Dans le prolongement du siècle précédent, tout au long de la première moitié du XIXe siècle, « l’archéologie c’est (encore) l’aventure, la gloire parfois » pour certains, grands voyageurs, découvreurs de sites et monuments exceptionnels aux quatre coins du monde, auteurs de récits de voyages et de recueils d’antiquités. C’est encore la constitution de collections d’objets « de valeur » (monnaies, bijoux, véritables œuvres d’art prélevées ou sorties de leur contexte…) qui seront, au mieux, dispersées dans des musées (quand elles ne seront pas perdues).
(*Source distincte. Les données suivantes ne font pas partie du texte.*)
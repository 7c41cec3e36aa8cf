//! Attendance DTOs

use chrono::{DateTime, Utc};
use serde::{Deserialize, Serialize};
use utoipa::{IntoParams, ToSchema};
use validator::{Validate, ValidationError};

use crate::domain::{AttendanceEntry, AttendanceFilter, AttendanceStatus, MarkAttendance};
use crate::interfaces::http::common::ApiError;
use crate::shared::normalize_text;

pub const MARK_REQUIRED: &str = "session_id, student_id, and valid status are required";

#[derive(Debug, Default, Deserialize, IntoParams)]
pub struct RosterQuery {
    pub name: Option<String>,
    pub phone: Option<String>,
    /// `Present` or `Absent`; anything else is ignored
    pub status: Option<String>,
}

impl RosterQuery {
    pub fn into_filter(self) -> AttendanceFilter {
        AttendanceFilter {
            name: normalize_text(self.name.as_deref()),
            phone: normalize_text(self.phone.as_deref()),
            status: self
                .status
                .as_deref()
                .and_then(|s| s.trim().parse::<AttendanceStatus>().ok()),
        }
    }
}

fn is_status(value: &str) -> Result<(), ValidationError> {
    value
        .parse::<AttendanceStatus>()
        .map(|_| ())
        .map_err(|_| ValidationError::new("status"))
}

#[derive(Debug, Deserialize, Validate, ToSchema)]
pub struct MarkRequest {
    #[serde(default)]
    #[validate(
        required(message = "session_id, student_id, and valid status are required"),
        range(min = 1, max = 2147483647, message = "session_id, student_id, and valid status are required")
    )]
    pub session_id: Option<i64>,
    #[serde(default)]
    #[validate(
        required(message = "session_id, student_id, and valid status are required"),
        range(min = 1, max = 2147483647, message = "session_id, student_id, and valid status are required")
    )]
    pub student_id: Option<i64>,
    /// `Present` or `Absent`
    #[serde(default)]
    #[validate(
        required(message = "session_id, student_id, and valid status are required"),
        custom(function = "is_status", message = "session_id, student_id, and valid status are required")
    )]
    pub status: Option<String>,
}

impl MarkRequest {
    pub fn into_mark(self) -> Result<MarkAttendance, ApiError> {
        let id = |raw: Option<i64>| raw.and_then(|n| i32::try_from(n).ok()).filter(|n| *n > 0);
        let status = self
            .status
            .as_deref()
            .and_then(|s| s.parse::<AttendanceStatus>().ok());

        match (id(self.session_id), id(self.student_id), status) {
            (Some(session_id), Some(student_id), Some(status)) => Ok(MarkAttendance {
                session_id,
                student_id,
                status,
            }),
            _ => Err(ApiError::bad_request(MARK_REQUIRED)),
        }
    }
}

#[derive(Debug, Serialize, ToSchema)]
pub struct AttendanceResponse {
    pub session_id: i32,
    pub student_id: i32,
    pub name: String,
    pub phone: String,
    pub status: AttendanceStatus,
    /// Null until the row is marked
    pub marked_at: Option<DateTime<Utc>>,
}

impl From<AttendanceEntry> for AttendanceResponse {
    fn from(e: AttendanceEntry) -> Self {
        Self {
            session_id: e.session_id,
            student_id: e.student_id,
            name: e.name,
            phone: e.phone,
            status: e.status,
            marked_at: e.marked_at,
        }
    }
}

#[derive(Debug, Serialize, ToSchema)]
pub struct SeedResponse {
    pub ok: bool,
    /// Rows created by this call; 0 when the roster was already complete
    pub inserted: u64,
}

#[cfg(test)]
mod tests {
    use super::*;
    use serde_json::json;

    #[test]
    fn status_must_match_exactly() {
        let req: MarkRequest = serde_json::from_value(
            json!({ "session_id": 1, "student_id": 2, "status": "present" }),
        )
        .unwrap();
        assert!(req.validate().is_err());
        assert!(req.into_mark().is_err());
    }

    #[test]
    fn zero_ids_are_rejected() {
        let req: MarkRequest =
            serde_json::from_value(json!({ "session_id": 0, "student_id": 2, "status": "Present" }))
                .unwrap();
        assert!(req.validate().is_err());
    }

    #[test]
    fn valid_mark_converts() {
        let req: MarkRequest =
            serde_json::from_value(json!({ "session_id": 1, "student_id": 2, "status": "Absent" }))
                .unwrap();
        assert!(req.validate().is_ok());
        assert_eq!(
            req.into_mark().unwrap(),
            MarkAttendance {
                session_id: 1,
                student_id: 2,
                status: AttendanceStatus::Absent,
            }
        );
    }

    #[test]
    fn unknown_status_filter_is_ignored() {
        let filter = RosterQuery {
            status: Some("Late".into()),
            ..Default::default()
        }
        .into_filter();
        assert_eq!(filter.status, None);
    }
}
On confondra pendant longtemps archéologie et histoire de l’art, puis les préoccupations des « antiquaires » (amateurs d’art antique) et des premiers archéologues, soucieux de développer une véritable science qui possèdera ses propres disciplines, ses méthodes et techniques, afin de reconstituer l’histoire de l’humanité.

L’objet archéologique repéré et étudié dans son environnement deviendra l’un des témoins de l’activité humaine, d’une civilisation, d’une pensée sociale…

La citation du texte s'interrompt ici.